Ada yang mencatat lebih ilustratif bahwa, fakir adalah sangat melarat, bahwa kalau seseorang membutuhkan harta untuk bisa hidup layak sebanyak 10 rupiah namun hanya memiliki tiga rupiah; sementara miskin adalah orang miskin sedang, bahwa kalau seseorang membutuhkan harta untuk bisa hidup layak sebanyak 10 rupiah namun hanya memiliki tujuh rupiah. Jadi fakir itu kondisinya di bawah miskin.

Kalau pengertian ini yang dipakai, maka pengertian saya dalam tulisan terdahulu, bahwa miskin itu di bawahnya fakir, adalah keliru. Tapi, apakah telah sepenuhnya keliru?

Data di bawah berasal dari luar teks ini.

//! SiteKit Core - Foundation crate for the SiteKit CMS frontend.
//!
//! This crate provides shared types, error handling, configuration management,
//! and JSON content helpers that the content and theme crates depend on.
//!
//! # Modules
//!
//! - [`error`] - Central error types using thiserror
//! - [`config`] - TOML-based configuration with XDG paths and env overrides
//! - [`types`] - Shared newtypes and enums (`SectionId`, `ComponentType`, `Section`, `PageData`)
//! - [`content`] - Section content merging and schema fencing
//! - [`logging`] - Tracing subscriber initialisation
//! - [`markup`] - HTML escaping for generated placeholders and tags
//!
//! # Example
//!
//! ```rust
//! use sitekit_core::{content, ComponentType, SectionId};
//! use serde_json::json;
//!
//! # fn main() -> Result<(), Box<dyn std::error::Error>> {
//! let id = SectionId::new("hero-main")?;
//! let kind: ComponentType = "Hero1".parse()?;
//! assert_eq!(kind.to_string(), "Hero1");
//!
//! let defaults = content::as_object(json!({"title": "A", "color": "x"}))?;
//! let fetched = content::as_object(json!({"title": "B"}))?;
//! let baseline = content::merge(&defaults, &fetched);
//! assert_eq!(baseline["title"], "B");
//! assert_eq!(baseline["color"], "x");
//! # let _ = id;
//! # Ok(())
//! # }
//! ```

#![warn(missing_docs)]
#![warn(clippy::all)]
#![warn(clippy::pedantic)]
#![allow(clippy::module_name_repetitions)]
#![allow(clippy::missing_errors_doc)]
#![allow(clippy::missing_panics_doc)]

pub mod config;
pub mod content;
pub mod error;
pub mod logging;
pub mod markup;
pub mod types;

// Re-export commonly used types
pub use config::{ApiConfig, AppConfig, FontConfig, PreviewConfig, ThemeConfig};
pub use content::Content;
pub use error::{ConfigError, ConfigResult, Result, SiteError};
pub use types::{
    generate_section_id, ComponentType, PageData, PageId, Section, SectionBackground,
    SectionId, SectionRecord, StaticColor,
};
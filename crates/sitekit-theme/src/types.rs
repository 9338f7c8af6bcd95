//! Theme definitions as served by the theme API.

use serde::{Deserialize, Serialize};
use std::collections::BTreeMap;

/// CSS custom properties keyed by name without the leading `--`.
pub type CssVarMap = BTreeMap<String, String>;

/// The three variable sets of a theme.
#[derive(Debug, Clone, Default, PartialEq, Eq, Serialize, Deserialize)]
#[serde(default)]
pub struct CssVars {
    /// Mode-independent variables (fonts, radius, font size)
    pub theme: CssVarMap,
    /// Light mode colors, applied under `:root`
    pub light: CssVarMap,
    /// Dark mode colors, applied under `.dark`
    pub dark: CssVarMap,
}

/// A named theme.
#[derive(Debug, Clone, PartialEq, Eq, Serialize, Deserialize)]
pub struct ThemeData {
    /// Identifier used to select the theme
    pub name: String,
    /// Human readable name
    #[serde(default)]
    pub display_name: String,
    /// Variable sets
    #[serde(default)]
    pub css_vars: CssVars,
}

impl ThemeData {
    /// Built-in theme applied when the backend cannot be reached.
    #[must_use]
    pub fn fallback() -> Self {
        fn vars(pairs: &[(&str, &str)]) -> CssVarMap {
            pairs
                .iter()
                .map(|(k, v)| ((*k).to_string(), (*v).to_string()))
                .collect()
        }

        Self {
            name: "fallback".to_string(),
            display_name: "Fallback Theme".to_string(),
            css_vars: CssVars {
                theme: vars(&[
                    ("font-sans", "system-ui, sans-serif"),
                    ("font-serif", "Georgia, serif"),
                    ("font-mono", "monospace"),
                    ("radius", "0.375rem"),
                ]),
                light: vars(&[
                    ("background", "oklch(1.0000 0 0)"),
                    ("foreground", "oklch(0.15 0 0)"),
                    ("primary", "oklch(0.6231 0.1880 259.8145)"),
                    ("secondary", "oklch(0.9670 0.0029 264.5419)"),
                    ("accent", "oklch(0.9514 0.0250 236.8242)"),
                    ("muted", "oklch(0.9608 0.0155 264.5380)"),
                    ("card", "oklch(1.0000 0 0)"),
                    ("border", "oklch(0.9216 0.0266 264.5312)"),
                ]),
                dark: vars(&[
                    ("background", "oklch(0.0902 0 0)"),
                    ("foreground", "oklch(0.9216 0.0266 264.5312)"),
                    ("primary", "oklch(0.6231 0.1880 259.8145)"),
                    ("secondary", "oklch(0.1725 0.0118 264.5419)"),
                    ("accent", "oklch(0.1686 0.0157 236.8242)"),
                    ("muted", "oklch(0.1412 0.0166 264.5380)"),
                    ("card", "oklch(0.0902 0 0)"),
                    ("border", "oklch(0.1725 0.0118 264.5419)"),
                ]),
            },
        }
    }
}

#[cfg(test)]
mod tests {
    use super::*;

    #[test]
    fn test_parse_api_theme() {
        let theme: ThemeData = serde_json::from_str(
            r#"{
                "name": "ocean",
                "display_name": "Ocean",
                "css_vars": {
                    "theme": {"font-sans": "Inter, sans-serif", "radius": "0.5rem"},
                    "light": {"primary": "oklch(0.5 0.1 200)"}
                }
            }"#,
        )
        .expect("parse theme");

        assert_eq!(theme.name, "ocean");
        assert_eq!(theme.css_vars.theme["radius"], "0.5rem");
        assert!(theme.css_vars.dark.is_empty());
    }

    #[test]
    fn test_fallback_only_uses_system_fonts() {
        let theme = ThemeData::fallback();
        assert_eq!(theme.name, "fallback");
        assert_eq!(theme.css_vars.light.len(), theme.css_vars.dark.len());
        assert!(crate::fonts::theme_fonts(&theme.css_vars.theme, &[]).is_empty());
    }
}
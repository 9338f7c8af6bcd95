//! HTTP section store backed by the public sections endpoint.

use crate::error::{ContentError, Result};
use crate::store::{SectionStore, WriteOutcome};
use async_trait::async_trait;
use chrono::{DateTime, Utc};
use reqwest::{Client, Response, StatusCode};
use serde::{Deserialize, Serialize};
use sitekit_core::{ApiConfig, Content, SectionId, SectionRecord};
use tracing::{debug, warn};

/// Section store talking to `{base}/public/sections/{id}/`.
#[derive(Clone)]
pub struct HttpSectionStore {
    client: Client,
    base_url: String,
}

impl HttpSectionStore {
    /// Create a store for the given backend base URL with default settings.
    ///
    /// # Errors
    /// Returns error if the HTTP client cannot be created.
    pub fn new(base_url: impl Into<String>) -> Result<Self> {
        let config = ApiConfig {
            base_url: base_url.into(),
            ..ApiConfig::default()
        };
        Self::from_config(&config)
    }

    /// Create a store from API configuration.
    ///
    /// # Errors
    /// Returns error if the HTTP client cannot be created.
    pub fn from_config(config: &ApiConfig) -> Result<Self> {
        let client = Client::builder()
            .timeout(std::time::Duration::from_secs(config.timeout_secs))
            .user_agent(config.user_agent.clone())
            .build()
            .map_err(|e| ContentError::Internal(format!("failed to create HTTP client: {e}")))?;

        Ok(Self {
            client,
            base_url: config.base().to_string(),
        })
    }

    fn section_url(&self, id: &SectionId) -> String {
        format!("{}/public/sections/{}/", self.base_url, id)
    }

    fn list_url(&self) -> String {
        format!("{}/public/sections/", self.base_url)
    }
}

/// Turn a non-success response into [`ContentError::Api`].
pub(crate) async fn ensure_success(response: Response) -> Result<Response> {
    let status = response.status();
    if status.is_success() {
        return Ok(response);
    }
    let message = response
        .text()
        .await
        .unwrap_or_else(|_| "Unknown error".to_string());
    Err(ContentError::Api {
        status: status.as_u16(),
        message,
    })
}

#[async_trait]
impl SectionStore for HttpSectionStore {
    async fn fetch(&self, id: &SectionId) -> Result<Option<SectionRecord>> {
        let response = self.client.get(self.section_url(id)).send().await?;

        if response.status() == StatusCode::NOT_FOUND {
            debug!(section_id = %id, "section not created yet");
            return Ok(None);
        }

        let response = ensure_success(response).await?;
        let body: RecordBody = response.json().await.map_err(|e| {
            warn!(section_id = %id, "malformed section response: {e}");
            ContentError::InvalidContent(format!("failed to parse section {id}: {e}"))
        })?;

        Ok(Some(body.into_record(id.clone())?))
    }

    async fn update(&self, id: &SectionId, content: &Content) -> Result<WriteOutcome> {
        let response = self
            .client
            .patch(self.section_url(id))
            .json(&ContentBody { content })
            .send()
            .await?;

        if response.status() == StatusCode::NOT_FOUND {
            return Ok(WriteOutcome::Missing);
        }
        ensure_success(response).await?;
        Ok(WriteOutcome::Written)
    }

    async fn create(&self, id: &SectionId, content: &Content) -> Result<()> {
        let response = self
            .client
            .post(self.section_url(id))
            .json(&ContentBody { content })
            .send()
            .await?;

        ensure_success(response).await?;
        Ok(())
    }

    async fn delete(&self, id: &SectionId) -> Result<WriteOutcome> {
        let response = self.client.delete(self.section_url(id)).send().await?;

        if response.status() == StatusCode::NOT_FOUND {
            return Ok(WriteOutcome::Missing);
        }
        ensure_success(response).await?;
        Ok(WriteOutcome::Written)
    }

    async fn list(&self) -> Result<Vec<SectionRecord>> {
        let response = self.client.get(self.list_url()).send().await?;
        let response = ensure_success(response).await?;
        let records = response.json().await.map_err(|e| {
            ContentError::InvalidContent(format!("failed to parse section list: {e}"))
        })?;
        Ok(records)
    }

    fn store_id(&self) -> &str {
        "http"
    }
}

#[derive(Debug, Serialize)]
struct ContentBody<'a> {
    content: &'a Content,
}

#[derive(Debug, Deserialize)]
struct RecordBody {
    #[serde(default)]
    content: serde_json::Value,
    #[serde(default)]
    created_at: Option<DateTime<Utc>>,
    #[serde(default)]
    updated_at: Option<DateTime<Utc>>,
}

impl RecordBody {
    fn into_record(self, section_id: SectionId) -> Result<SectionRecord> {
        let content = match self.content {
            serde_json::Value::Null => Content::new(),
            serde_json::Value::Object(map) => map,
            _ => {
                return Err(ContentError::InvalidContent(format!(
                    "content of section {section_id} is not a JSON object"
                )))
            }
        };
        Ok(SectionRecord {
            section_id,
            content,
            created_at: self.created_at,
            updated_at: self.updated_at,
        })
    }
}
//! Error types for section content operations.

use sitekit_core::SiteError;
use thiserror::Error;

/// Errors that can occur while reading or writing section content.
#[derive(Error, Debug)]
pub enum ContentError {
    /// Non-success HTTP status from the backend
    #[error("API error: status {status}, {message}")]
    Api {
        /// HTTP status code
        status: u16,
        /// Response body or reason
        message: String,
    },

    /// Transport-level failure
    #[error("network error: {0}")]
    Network(#[from] reqwest::Error),

    /// Serialization error
    #[error("serialization error: {0}")]
    Serialization(#[from] serde_json::Error),

    /// Content that is not a JSON object, or otherwise malformed
    #[error("invalid content: {0}")]
    InvalidContent(String),

    /// Errors bubbling up from shared types (validation, content shape)
    #[error(transparent)]
    Core(#[from] SiteError),

    /// The section handle was closed before the operation
    #[error("section handle closed")]
    Closed,

    /// Preview session operation that needs a loaded page
    #[error("no page loaded in preview session")]
    NoPageLoaded,

    /// Component registry rejected a registration
    #[error("registration rejected: {0}")]
    Registration(String),

    /// Internal error
    #[error("internal error: {0}")]
    Internal(String),
}

impl ContentError {
    /// Whether this error is an HTTP 404 from the backend.
    #[must_use]
    pub fn is_not_found(&self) -> bool {
        matches!(self, Self::Api { status: 404, .. })
    }
}

/// Result type alias for content operations.
pub type Result<T> = std::result::Result<T, ContentError>;
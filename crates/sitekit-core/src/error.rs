//! Core error types for SiteKit.
//!
//! This module defines the central error type shared by the content and theme
//! crates. Each subsystem error is represented as a variant for clear error
//! propagation across crate boundaries.

use thiserror::Error;

/// Central error type for SiteKit operations.
#[derive(Error, Debug)]
pub enum SiteError {
    /// Configuration errors (file loading, parsing, validation)
    #[error("configuration error: {0}")]
    Config(#[from] ConfigError),

    /// Validation errors (invalid ids, unknown component types)
    #[error("validation error: {0}")]
    Validation(String),

    /// Content shape errors (content that is not a JSON object)
    #[error("invalid content: {0}")]
    InvalidContent(String),

    /// JSON serialization errors
    #[error("serialization error: {0}")]
    Serialization(#[from] serde_json::Error),

    /// I/O errors
    #[error("I/O error: {0}")]
    Io(#[from] std::io::Error),

    /// Generic internal errors
    #[error("internal error: {0}")]
    Internal(String),
}

/// Configuration-specific errors.
#[derive(Error, Debug)]
pub enum ConfigError {
    /// Failed to determine config directory path
    #[error("could not determine config directory (XDG base directories not available)")]
    NoConfigDir,

    /// Failed to parse TOML
    #[error("failed to parse config TOML: {0}")]
    ParseError(#[from] toml::de::Error),

    /// Failed to serialize config
    #[error("failed to serialize config: {0}")]
    SerializeError(#[from] toml::ser::Error),

    /// I/O error reading/writing config
    #[error("I/O error: {0}")]
    Io(#[from] std::io::Error),

    /// Invalid configuration value
    #[error("invalid config value for {field}: {reason}")]
    InvalidValue {
        /// Field name
        field: String,
        /// Reason for invalidity
        reason: String,
    },
}

/// Result type alias using `SiteError`.
pub type Result<T> = std::result::Result<T, SiteError>;

/// Result type alias for configuration operations.
pub type ConfigResult<T> = std::result::Result<T, ConfigError>;

#[cfg(test)]
mod tests {
    use super::*;

    #[test]
    fn test_error_display() {
        let err = SiteError::Validation("bad section id".to_string());
        assert_eq!(err.to_string(), "validation error: bad section id");

        let err = ConfigError::InvalidValue {
            field: "api.base_url".to_string(),
            reason: "must not be empty".to_string(),
        };
        assert_eq!(
            err.to_string(),
            "invalid config value for api.base_url: must not be empty"
        );
    }

    #[test]
    fn test_error_from_config() {
        let site_err: SiteError = ConfigError::NoConfigDir.into();
        assert!(matches!(site_err, SiteError::Config(_)));
    }

    #[test]
    fn test_error_from_json() {
        let json_err = serde_json::from_str::<serde_json::Value>("{").unwrap_err();
        let site_err: SiteError = json_err.into();
        assert!(matches!(site_err, SiteError::Serialization(_)));
    }
}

Coba kita baca uraian Ustadz Quraish Shihab mengenai “Kemiskinan”, dalam bukunya “Wawasan Al-Qur’an” (Mizan, cetakan XVII, 2006). Ustadz Quraish mengulas soal dua istilah itu dalam konteks menjelaskan hakikat kemiskinan.

“Kemiskinan dan pengentasannya,” catat Ustadz Quraish, “termasuk persoalan kemasyarakatan, yang faktor penyebab dan tolok ukur kadarnya, dapat berbeda akibat perbedaan lokasi dan situasi. Karena itu Al-Quran tidak menetapkan kadarnya, dan tidak memberikan petunjuk operasional yang rinci untuk pengentasannya.”

Selanjutnya, kita baca uraian Ustadz Quraish berikut ini: “Dalam Kamus Besar Bahasa Indonesia, kata “miskin” diartikan sebagai tidak berharta benda; serba kekurangan (berpenghasilan rendah). Sedangkan fakir diartikan sebagai orang yang sangat berkekurangan; atau sangat miskin.”

“Dari bahasa aslinya (Arab) kata miskin terambil dari kata sakana yang berarti diam atau tenang, sedang faqir dari kata faqr yang pada mulanya berarti tulang punggung. Faqir adalah orang yang patah tulang punggungnya, dalam arti bahwa beban yang dipikulnya sedemikian berat sehingga “mematahkan” tulang punggungnya.”

“Sebagai akibat dari tidak adanya definisi yang dikemukakan Al-Quran untuk kedua istilah tersebut, para pakar Islam berbeda pendapat dalam menetapkan tolok ukur kemiskinan dan kefakiran.”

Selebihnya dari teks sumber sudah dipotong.